On this view of the grandeur which belongs to the passion of Sexual Love in the economy of life, as it is and as it may be, Novels have an all-sufficient justification; and Novel-readers are obeying a higher and more philosophic impulse than they are aware of. They seek an imaginary world where the harsh hindrances, which in the real one too often fret and disturb the 'course of true love,' may be forced to bend to the claims of justice and the pleadings of the heart. In company with the agitations and the dread suspense—the anguish and the tears, which so often wait upon the uncertainties of earthly love, they demand at the hands of the Novelist a final event corresponding to the natural award of celestial wisdom and benignity. What they are striving after, in short, is—to realize an ideal; and to reproduce the actual world under more harmonious arrangements. This is the secret craving of the reader; and Novels are shaped to meet it. With what success, is a separate and independent question: the execution cannot prejudice the estimate of their aim and essential purpose.

Fair and unknown Owner of this Album, whom perhaps I have never seen—whom perhaps I never shall see, pardon me for wasting two pages of your elegant manual upon this semi-metaphysical disquisition. Let the subject plead my excuse. And believe that I am, Fair Incognita!

Your faithful servant, THOMAS DE QUINCEY.

Professor Wilson's—Glocester Place, Edinburgh.

Friday night, December 3, 1830.



DE QUINCEY'S PORTRAIT.

The only one which can be considered satisfactory is that of which a copy is prefixed to these Volumes. It is from a steel engraving by Frank Croll, taken at Edinburgh from a daguerreotype by Howie in 1850.

DE QUINCEY'S own opinion of it is expressed to me in the amusing letter which was published in The Instructor (New Series, vol. vi. p. 145).

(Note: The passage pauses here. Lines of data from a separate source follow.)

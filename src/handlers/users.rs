// src/handlers/users.rs

use axum::{extract::State, Json};
use serde_json::{json, Value};

use crate::{
    common::error::ApiError,
    config::AppState,
    middleware::{
        auth::OptionalUser,
        extract::{IdPath, ValidJson},
        i18n::Locale,
    },
    models::auth::{UpdateUserPayload, UserSummary},
};

// GET /api/user
#[utoipa::path(
    get,
    path = "/api/user",
    tag = "Users",
    responses((status = 200, description = "Lista de usuários", body = Vec<UserSummary>))
)]
pub async fn list_users(
    State(app_state): State<AppState>,
    locale: Locale,
) -> Result<Json<Vec<UserSummary>>, ApiError> {
    let users = app_state
        .user_service
        .list()
        .await
        .map_err(|e| e.to_api_error(&locale, &app_state.i18n_store))?;

    Ok(Json(users))
}

// GET /api/user/{id}
#[utoipa::path(
    get,
    path = "/api/user/{id}",
    tag = "Users",
    params(("id" = i32, Path, description = "ID do usuário")),
    responses(
        (status = 200, description = "Usuário", body = UserSummary),
        (status = 404, description = "Usuário não encontrado")
    )
)]
pub async fn get_user(
    State(app_state): State<AppState>,
    locale: Locale,
    IdPath(id): IdPath,
) -> Result<Json<UserSummary>, ApiError> {
    let user = app_state
        .user_service
        .get(id)
        .await
        .map_err(|e| e.to_api_error(&locale, &app_state.i18n_store))?;

    Ok(Json(user))
}

// PUT /api/user/{id}
#[utoipa::path(
    put,
    path = "/api/user/{id}",
    tag = "Users",
    params(("id" = i32, Path, description = "ID do usuário")),
    request_body = UpdateUserPayload,
    responses(
        (status = 200, description = "Usuário atualizado", body = UserSummary),
        (status = 400, description = "Dados inválidos"),
        (status = 404, description = "Usuário ou empresa não encontrados"),
        (status = 409, description = "E-mail já cadastrado")
    )
)]
pub async fn update_user(
    State(app_state): State<AppState>,
    locale: Locale,
    IdPath(id): IdPath,
    ValidJson(payload): ValidJson<UpdateUserPayload>,
) -> Result<Json<UserSummary>, ApiError> {
    let user = app_state
        .user_service
        .update(id, &payload)
        .await
        .map_err(|e| e.to_api_error(&locale, &app_state.i18n_store))?;

    Ok(Json(user))
}

// DELETE /api/user/{id}
#[utoipa::path(
    delete,
    path = "/api/user/{id}",
    tag = "Users",
    params(("id" = i32, Path, description = "ID do usuário")),
    responses(
        (status = 200, description = "Usuário apagado"),
        (status = 403, description = "Tentativa de apagar a própria conta"),
        (status = 404, description = "Usuário não encontrado")
    ),
    security((), ("api_jwt" = []))
)]
pub async fn delete_user(
    State(app_state): State<AppState>,
    locale: Locale,
    OptionalUser(caller): OptionalUser,
    IdPath(id): IdPath,
) -> Result<Json<Value>, ApiError> {
    let deleted = app_state
        .user_service
        .delete(id, caller.as_ref())
        .await
        .map_err(|e| e.to_api_error(&locale, &app_state.i18n_store))?;

    Ok(Json(json!({ "id": deleted })))
}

TO THE EDITOR OF THE INSTRUCTOR.

September 21, 1850.

My Dear Sir,—I am much obliged to you for communicating to us (that is, to my daughters and myself) the engraved portrait, enlarged from the daguerreotype original. The engraver, at least, seems to have done his part ably. As to one of the earlier artists concerned, viz. the sun of July, I suppose it is not allowable to complain of him, else my daughters are inclined to upbraid him with having made the mouth too long. But, of old, it was held audacity to suspect the sun's veracity:—'Solem quis dicere falsum audeat!' And I remember that, half a century ago, the Sun newspaper, in London, used to fight under sanction of that motto. But it was at length discovered by the learned, that Sun junior, viz. the newspaper, did sometimes indulge in fibbing. The ancient prejudice about the solar truth broke down, therefore, in that instance; and who knows but Sun senior may be detected, now that our optical glasses are so much improved, in similar practices? in which case he may have only been 'keeping his hand in' when operating upon that one feature of the mouth. The rest of the portrait, we all agree, does credit to his talents, showing that he is still wide-awake, and not at all the superannuated old artist that some speculators in philosophy had dreamed of his becoming.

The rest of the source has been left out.